We aimed to explore the application of the Target-AID base editor in genomic in situ protein engineering by generating nonsynonymous mutations. A general transcription factor Spt15 (TATA-box binding protein) gene of Saccharomyces cerevisiae was selected as a target. Based on computational and experimental scanning mutagenesis of the Spt15 gene as well as flask-fermentation screening, three stress-tolerant Spt15 mutant strains (A140G, P169A and R238K) and two stress-sensitive Spt15 mutant strains (S118L and L214V) were obtained. To validate the regulatory mechanisms underlying these different Spt15 mutants, genome-wide transcriptome analysis by RNA sequencing was carried out to quantify global transcription changes in the Spt15 mutant strains compared to the wild type strain at the same culture conditions including the unstressed normal condition as well as hyperosmotic and thermal stress conditions.

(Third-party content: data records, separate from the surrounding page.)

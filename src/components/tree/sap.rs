use std::thread;
use std::time::Duration;

use log::{debug, error, warn};
use serde_json::{json, Value};

use crate::common::command::By;
use crate::common::scriptargs::ScriptArgs;
use crate::component::Component;
use crate::components::ensure_supported;
use crate::components::selectable::{verify_selected_flag, ContentCache, HierarchicalSelectable};
use crate::components::tree::{click_node_element, is_tree_node_expanded, is_tree_node_selected, TreeSelectable};
use crate::components::ClickOptions;
use crate::domain::Domain;
use crate::error::{WebDriverError, WebDriverResult};
use crate::js::{self, sap, JsFunction};
use crate::model::{ElementHierarchy, NodeId};
use crate::webelement::WebElement;

pub const CLASS_NAME_TREE: &str = "sap.ui.commons.Tree";

const SHOW_PAUSE: Duration = Duration::from_millis(500);

/// `sap.ui.commons.Tree`, driven through the UI5 API.
#[derive(Debug, Default)]
pub struct SapTree {
    cache: ContentCache<ElementHierarchy>,
}

/// Run a tree node function with the node id and extra arguments.
fn call_node(component: &Component<'_>, function: &JsFunction, node_id: &str, extra: &[Value]) -> WebDriverResult<Value> {
    let mut args = ScriptArgs::new();
    args.push(node_id)?;
    for value in extra {
        args.push_value(value.clone());
    }
    let ret = js::call(component.session(), function, &args)?;
    Ok(ret.value().clone())
}

fn node_id<'t>(tree: &'t ElementHierarchy, node: NodeId, action: &str) -> WebDriverResult<&'t str> {
    tree.element(node)
        .id
        .as_deref()
        .ok_or_else(|| WebDriverError::general(format!("TreeNode's id is null, cannot {}.", action)))
}

/// The node's DOM element inside the tree, by id.
fn dom_node<'a>(component: &Component<'a>, id: &str) -> Option<WebElement<'a>> {
    component.element().find_elements(By::Id(id)).ok().and_then(|found| found.into_iter().next())
}

impl SapTree {
    pub fn new(component: &Component<'_>) -> WebDriverResult<Self> {
        ensure_supported(component, Domain::Sap, &[CLASS_NAME_TREE])?;
        Ok(SapTree::default())
    }

    /// Expand the whole tree and scroll the node into view.
    fn show_node(&self, component: &Component<'_>, tree: &ElementHierarchy, node: NodeId) -> WebDriverResult<()> {
        let label = tree.element(node).label();
        let id = node_id(tree, node, "show node on page")?;
        let shown = js::call_on(&component.element(), &sap::SAP_TREE_EXPAND_ALL, &[]).and_then(|_| {
            thread::sleep(SHOW_PAUSE);
            call_node(component, &sap::SAP_TREENODE_SHOW_ON_PAGE, id, &[])?;
            thread::sleep(SHOW_PAUSE);
            Ok(())
        });
        shown.map_err(|e| {
            error!("Met {}", e);
            WebDriverError::general(format!("Fail to show node '{}'. due to '{}'", label, e))
        })
    }
}

impl HierarchicalSelectable for SapTree {
    fn load_content(&self, component: &Component<'_>) -> WebDriverResult<ElementHierarchy> {
        let ret = component.with_element(|e| js::call_on(e, &sap::SAP_TREE_GET_NODES, &[]))?;
        match ret.value() {
            v @ Value::Object(_) => Ok(ElementHierarchy::from_json(v)),
            other => {
                warn!("Need to handle javascript result: {}", other);
                Err(WebDriverError::general("Fail to get content from a tree."))
            }
        }
    }

    fn cache(&self) -> &ContentCache<ElementHierarchy> {
        &self.cache
    }

    fn click_node(
        &self,
        component: &Component<'_>,
        tree: &ElementHierarchy,
        node: NodeId,
        options: &ClickOptions,
        clicks: u32,
    ) -> WebDriverResult<()> {
        self.show_node(component, tree, node)?;
        click_node_element(component, tree.element(node), options, clicks)
    }

    /// Asks the control, then the node's `aria-selected`.
    fn verify_node_selected(&self, component: &Component<'_>, tree: &ElementHierarchy, node: NodeId) -> WebDriverResult<()> {
        let element = tree.element(node);
        if element.selected {
            return Ok(());
        }
        let id = node_id(tree, node, "verify its status")?;
        let mut checked = element.clone();
        match call_node(component, &sap::SAP_TREENODE_GET_IS_SELECTED, id, &[]) {
            Ok(v) => checked.selected = v.as_bool().unwrap_or(false),
            Err(e) => debug!("Met {}", e),
        }
        if !checked.selected {
            checked.selected = dom_node(component, id).map_or(false, |e| is_tree_node_selected(&e));
        }
        debug!("node {} selected={}", tree.full_path(node), checked.selected);
        verify_selected_flag(&checked)
    }
}

impl TreeSelectable for SapTree {
    /// Ancestors are expanded from the top without their children, then the
    /// node itself.
    fn expand_node(
        &self,
        component: &Component<'_>,
        tree: &ElementHierarchy,
        node: NodeId,
        expand_children: bool,
    ) -> WebDriverResult<()> {
        let mut ancestors: Vec<NodeId> =
            tree.ancestors(node).into_iter().filter(|a| tree.parent(*a).is_some()).collect();
        ancestors.reverse();
        let expanded = ancestors
            .iter()
            .map(|a| node_id(tree, *a, "expand it"))
            .collect::<WebDriverResult<Vec<&str>>>()
            .and_then(|ids| {
                for id in ids {
                    call_node(component, &sap::SAP_TREENODE_EXPAND, id, &[json!(false)])?;
                }
                let id = node_id(tree, node, "expand it")?;
                call_node(component, &sap::SAP_TREENODE_EXPAND, id, &[json!(expand_children)])?;
                Ok(())
            });
        expanded.map_err(|e| {
            error!("Met {}", e);
            WebDriverError::general(format!("Fail to expand node '{}'. due to '{}'", tree.element(node).label(), e))
        })
    }

    fn collapse_node(
        &self,
        component: &Component<'_>,
        tree: &ElementHierarchy,
        node: NodeId,
        collapse_children: bool,
    ) -> WebDriverResult<()> {
        let id = node_id(tree, node, "collapse it")?;
        call_node(component, &sap::SAP_TREENODE_COLLAPSE, id, &[json!(collapse_children)])
            .map(|_| ())
            .map_err(|e| {
                error!("Met {}", e);
                WebDriverError::general(format!(
                    "Fail to collapse node '{}'. due to '{}'",
                    tree.element(node).label(),
                    e
                ))
            })
    }

    fn is_node_expanded(&self, component: &Component<'_>, tree: &ElementHierarchy, node: NodeId) -> WebDriverResult<bool> {
        let id = node_id(tree, node, "verify its status")?;
        let expanded = match call_node(component, &sap::SAP_TREENODE_GET_EXPANDED, id, &[]) {
            Ok(v) => v.as_bool().unwrap_or(false),
            Err(e) => {
                debug!("Met {}", e);
                false
            }
        };
        debug!("node {} expanded={}", tree.full_path(node), expanded);
        Ok(expanded || dom_node(component, id).map_or(false, |e| is_tree_node_expanded(&e)))
    }
}

#[cfg(test)]
mod tests {
    use super::*;
    use crate::common::command::RequestMethod;
    use crate::common::types::ElementId;
    use crate::http::mock_sync::MockDriverSync;
    use crate::model::TextMatchingCriterion;

    fn sap_tree_mock() -> MockDriverSync {
        let mock = MockDriverSync::new();
        mock.on_request(RequestMethod::Get, "/element/t1/displayed", json!(true));
        mock.on_request(RequestMethod::Get, "/element/t1/attribute/class", json!("sapUiTree"));
        mock.on_script("sap_objectIsInstanceof", json!(true));
        mock.on_script(
            "return sap_ui_commons_Tree_getNodes(",
            json!({
                "id": "tree1",
                "children": [
                    {"id": "n1", "label": "Europe", "children": [
                        {"id": "n2", "label": "France", "children": [
                            {"id": "n3", "label": "Paris"}
                        ]}
                    ]}
                ]
            }),
        );
        mock
    }

    fn script_args(mock: &MockDriverSync, call: &str) -> Vec<Value> {
        mock.requests()
            .into_iter()
            .filter_map(|r| r.body)
            .filter(|b| b["script"].as_str().map_or(false, |s| s.contains(call)))
            .map(|b| b["args"].clone())
            .collect()
    }

    #[test]
    fn test_expand_from_the_top() {
        let mock = sap_tree_mock();
        mock.on_script("return sap_ui_commons_TreeNode_getExpanded(", json!(true));
        let session = mock.session();
        let component = Component::new(WebElement::new(&session, ElementId::from("t1"))).unwrap();
        let tree = SapTree::new(&component).unwrap();
        let criterion = TextMatchingCriterion::from_path("Europe->France->Paris", false, None);
        tree.expand_item(&component, &criterion, true, false).unwrap();

        let args = script_args(&mock, "return sap_ui_commons_TreeNode_expand(");
        assert_eq!(args, vec![json!(["n1", false]), json!(["n2", false]), json!(["n3", true])]);

        tree.verify_item_expanded(&component, &criterion, true).unwrap();
        let err = tree.verify_item_expanded(&component, &criterion, false).unwrap_err();
        assert!(err.to_string().contains("node 'Paris' has not been collapsed."));
    }

    #[test]
    fn test_node_without_id() {
        let mock = MockDriverSync::new();
        let mut tree = ElementHierarchy::new();
        let node = tree.add_node(crate::model::Element::default(), None);
        let session = mock.session();
        mock.on_request(RequestMethod::Get, "/element/t1/displayed", json!(true));
        let component = Component::new(WebElement::new(&session, ElementId::from("t1"))).unwrap();
        let err = SapTree::default().collapse_node(&component, &tree, node, false).unwrap_err();
        assert_eq!(err.to_string(), "GENERAL: TreeNode's id is null, cannot collapse it.");
    }
}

Results uncover the impacts of the Spt15 point mutations on global transcriptional regulation in response to hyperosmotic and thermal stresses, and provide insight into the applicability of the Target-AID base editor in genomic in situ protein engineering to alter yeast stress tolerance. Overall design: Six strains including three stress tolerant mutants Spt15-A140G, Spt15-P169A and Spt15-R238K, two stress sensitive mutants Spt15-S118L and Spt15-L214V, as well as the wild type strain BY4741 were subjected to transcriptome analysis using RNA sequencing on Illumina platform using 150-bp paired-end sequencing. Flask fermentation of these six strains were carried out in biological duplicates at hyperosmotic or thermal stress conditions as well as the unstressed normal condition, respectively. We identified differential expressions in comparisons of the SPT15 mutant strains versus the wild type strain BY4741 at each culture condition.